Henriquez has “voluntarily stepped aside” from the investment company he founded. As of this writing, he and his wife are each out on $500,000 bail and have not yet pleaded. They first appeared in court on April 3.
THE QUEST FOR the esteem and revenue that come with a high ranking, coupled with the exorbitant costs required to keep a school on top, have turned higher education into a prestige machine that can be bought and sold.
Schools that rank high will draw strong (and/or wealthy and/or foreign) applicants and big endowments. Those that can’t compete will close, consolidate, or pause operations. The Memphis College of Art in Tennessee was listed as “unranked” in U.S. News’s art schools list and is set to close next year. Grace University in Nebraska, whose U.S. News listing said, “Rank not published,” decided to “cease operations” last year. American Jewish University in California, which U.S. News ranked between 173 and 229 for liberal arts colleges (the magazine provides only a range for the lower-tier schools), announced it decided to “pause” undergraduate admissions. The list goes on.

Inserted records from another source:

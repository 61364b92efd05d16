//! fedcore - activity delivery and reception engine for an ActivityPub node
//!
//! # Architecture
//!
//! ```text
//! ┌─────────────────────────────────────────────────────────────┐
//! │                      API Layer (Axum)                        │
//! │  - Signed inbox endpoints, actor documents, collections     │
//! │  - Health and metrics                                       │
//! └─────────────────────────────────────────────────────────────┘
//!                              │ enqueue (202)
//! ┌─────────────────────────────────────────────────────────────┐
//! │                   Jobs (durable queue)                       │
//! │  - Inbox / outbox jobs, retry with backoff, dead letters    │
//! └─────────────────────────────────────────────────────────────┘
//!                              │
//! ┌─────────────────────────────────────────────────────────────┐
//! │              Federation + Service Layer                      │
//! │  - Inbox pipeline (ledger, dispatch)                        │
//! │  - Outbox pipeline (recipients, signing, fan-out)           │
//! │  - Actor directory, remote resolver, publishing             │
//! └─────────────────────────────────────────────────────────────┘
//!                              │
//! ┌─────────────────────────────────────────────────────────────┐
//! │                      Data Layer                              │
//! │  - SQLite (sqlx)                                            │
//! └─────────────────────────────────────────────────────────────┘
//! ```
//!
//! # Modules
//!
//! - `api`: HTTP handlers
//! - `jobs`: Queue substrate and worker
//! - `federation`: Signatures, resolver, inbox and outbox pipelines
//! - `service`: Actor directory and publishing
//! - `data`: Database layer
//! - `config`: Configuration management
//! - `error`: Error types
//! - `metrics`: Prometheus instruments

pub mod api;
pub mod config;
pub mod data;
pub mod error;
pub mod federation;
pub mod jobs;
pub mod metrics;
pub mod service;

use std::sync::Arc;

/// Maximum accepted inbound request body
const MAX_BODY_BYTES: usize = 1024 * 1024;

/// Application state shared across all handlers
///
/// Cloned for each request; every member is cheap to clone.
#[derive(Clone)]
pub struct AppState {
    pub config: Arc<config::AppConfig>,
    pub db: Arc<data::Database>,
    pub directory: Arc<service::ActorDirectory>,
    pub publisher: Arc<service::PublishService>,
    pub queue: jobs::JobQueue,
    pub key_cache: Arc<federation::PublicKeyCache>,
    pub worker: Arc<jobs::JobWorker>,
}

impl AppState {
    /// Initialize application state
    ///
    /// # Steps
    /// 1. Connect to SQLite database
    /// 2. Build the federation HTTP client and resolver
    /// 3. Wire services, pipelines and the job worker
    ///
    /// # Errors
    /// Returns error if any initialization step fails
    pub async fn new(config: config::AppConfig) -> Result<Self, error::AppError> {
        tracing::info!("Initializing application state...");

        let db = Arc::new(data::Database::connect(&config.database.path).await?);
        tracing::info!(path = %config.database.path.display(), "Database connected");

        let http_client = federation::build_http_client(&config.federation)?;
        let resolver: Arc<dyn federation::RemoteResolver> = Arc::new(federation::HttpResolver::new(
            http_client.clone(),
            db.clone(),
            config.federation.allow_private_networks,
        ));

        Ok(Self::with_resolver(config, db, resolver, http_client))
    }

    /// Wire the state around an existing database and resolver.
    pub fn with_resolver(
        config: config::AppConfig,
        db: Arc<data::Database>,
        resolver: Arc<dyn federation::RemoteResolver>,
        http_client: reqwest::Client,
    ) -> Self {
        let directory = Arc::new(service::ActorDirectory::new(
            db.clone(),
            resolver.clone(),
            &config,
        ));
        let queue = jobs::JobQueue::new(db.clone(), config.queue.clone());
        let publisher = Arc::new(service::PublishService::new(
            db.clone(),
            directory.clone(),
            queue.clone(),
        ));
        let key_cache = Arc::new(federation::PublicKeyCache::new(
            directory.clone(),
            std::time::Duration::from_secs(config.federation.key_cache_ttl_secs),
        ));

        let inbox = Arc::new(federation::InboxProcessor::new(
            db.clone(),
            directory.clone(),
            resolver,
            publisher.clone(),
        ));
        let outbox = Arc::new(federation::OutboxProcessor::new(
            db.clone(),
            directory.clone(),
            Arc::new(federation::DatabaseKeyStore::new(db.clone())),
            http_client,
            &config.federation,
        ));
        let worker = Arc::new(jobs::JobWorker::new(
            queue.clone(),
            inbox,
            outbox,
            directory.clone(),
        ));

        Self {
            config: Arc::new(config),
            db,
            directory,
            publisher,
            queue,
            key_cache,
            worker,
        }
    }
}

/// Build the Axum router with all routes.
///
/// This is shared by the binary and integration tests to keep route
/// composition consistent across environments.
pub fn build_router(state: AppState) -> axum::Router {
    use axum::Router;
    use tower_http::{limit::RequestBodyLimitLayer, trace::TraceLayer};

    Router::new()
        .merge(api::activitypub_router())
        .merge(api::ops_router())
        .layer(RequestBodyLimitLayer::new(MAX_BODY_BYTES))
        .layer(TraceLayer::new_for_http())
        .with_state(state)
}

While many would agree that schools like Northeastern benefited from working the U.S. News metrics, critics note that along the way, Boston lost a local and affordable school. Those who attended in the ’90s might not be able to get in, let alone pay for, a Northeastern degree.
Yet Americans are as determined as ever to pursue elite colleges at all costs. A YouGov poll in the wake of the bribery scandal found that 25 percent of parents said they would pay college officials to get their kids in, and 34 percent said they would pay a college prep company to take a test for their kids.

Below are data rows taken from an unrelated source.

//! fedcore binary entry point

use fedcore::{AppState, config};
use tracing_subscriber::{layer::SubscriberExt, util::SubscriberInitExt};

/// Application entry point
///
/// # Setup
/// 1. Initialize tracing/logging
/// 2. Load configuration from file and environment
/// 3. Initialize AppState
/// 4. Recover jobs left running and start the job worker
/// 5. Serve HTTP until Ctrl-C, then drain the worker
#[tokio::main]
async fn main() -> Result<(), Box<dyn std::error::Error>> {
    // 1. Initialize tracing/logging
    let log_format =
        std::env::var("FEDCORE__LOGGING__FORMAT").unwrap_or_else(|_| "pretty".to_string());
    let filter = tracing_subscriber::EnvFilter::try_from_default_env()
        .unwrap_or_else(|_| "fedcore=info,tower_http=debug".into());

    if log_format == "json" {
        tracing_subscriber::registry()
            .with(filter)
            .with(tracing_subscriber::fmt::layer().json())
            .init();
    } else {
        tracing_subscriber::registry()
            .with(filter)
            .with(tracing_subscriber::fmt::layer().pretty())
            .init();
    }

    tracing::info!("Starting fedcore...");

    // 2. Initialize metrics
    fedcore::metrics::init_metrics();

    // 3. Load configuration
    let config = config::AppConfig::load()?;
    tracing::info!(
        domain = %config.server.domain,
        protocol = %config.server.protocol,
        "Configuration loaded"
    );

    // 4. Initialize application state
    let state = AppState::new(config.clone()).await?;

    // 5. Start the job worker
    state.queue.recover_stale().await?;
    let (shutdown_tx, shutdown_rx) = tokio::sync::watch::channel(false);
    let worker = tokio::spawn(state.worker.clone().run(shutdown_rx));

    // 6. Start HTTP server
    let app = fedcore::build_router(state.clone());
    let addr = format!("{}:{}", config.server.host, config.server.port);
    let listener = tokio::net::TcpListener::bind(&addr).await?;

    tracing::info!("Server listening on {}", addr);
    tracing::info!("Public URL: {}", config.server.base_url());

    axum::serve(listener, app)
        .with_graceful_shutdown(async {
            if let Err(error) = tokio::signal::ctrl_c().await {
                tracing::error!(%error, "Failed to listen for shutdown signal");
            }
            tracing::info!("Shutdown requested");
        })
        .await?;

    // Let in-flight jobs finish; pending ones stay queued for the next start
    let _ = shutdown_tx.send(true);
    worker.await?;

    Ok(())
}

Meanwhile, colleges continue to make admissions exceptions for those students whose parents can pay (or donate or allegedly bribe their way in).
“It was an accident waiting to happen,” says Edward Fiske, founder and editor of the Fiske Guide to Colleges, which debuted in the early 1980s, of the revelations emerging from the Singer scandal. “The conditions were ripe because of the competitiveness, the amount of wealthy people, the one-percenters floating around.”
Have we reached a moment of reckoning? Institutions should use the bribery revelations as an opportunity to change how they’re conducting business, says the Education Conservancy’s Lloyd Thacker. “This particular scandal could be a wake-up call,” he says. “We got started on this in the ’80s, and we can now hopefully work together to move us in a different direction.”
Max Kutner is a journalist in New York City. He has written for Newsweek, where he was a senior writer, and Boston and Smithsonian magazines.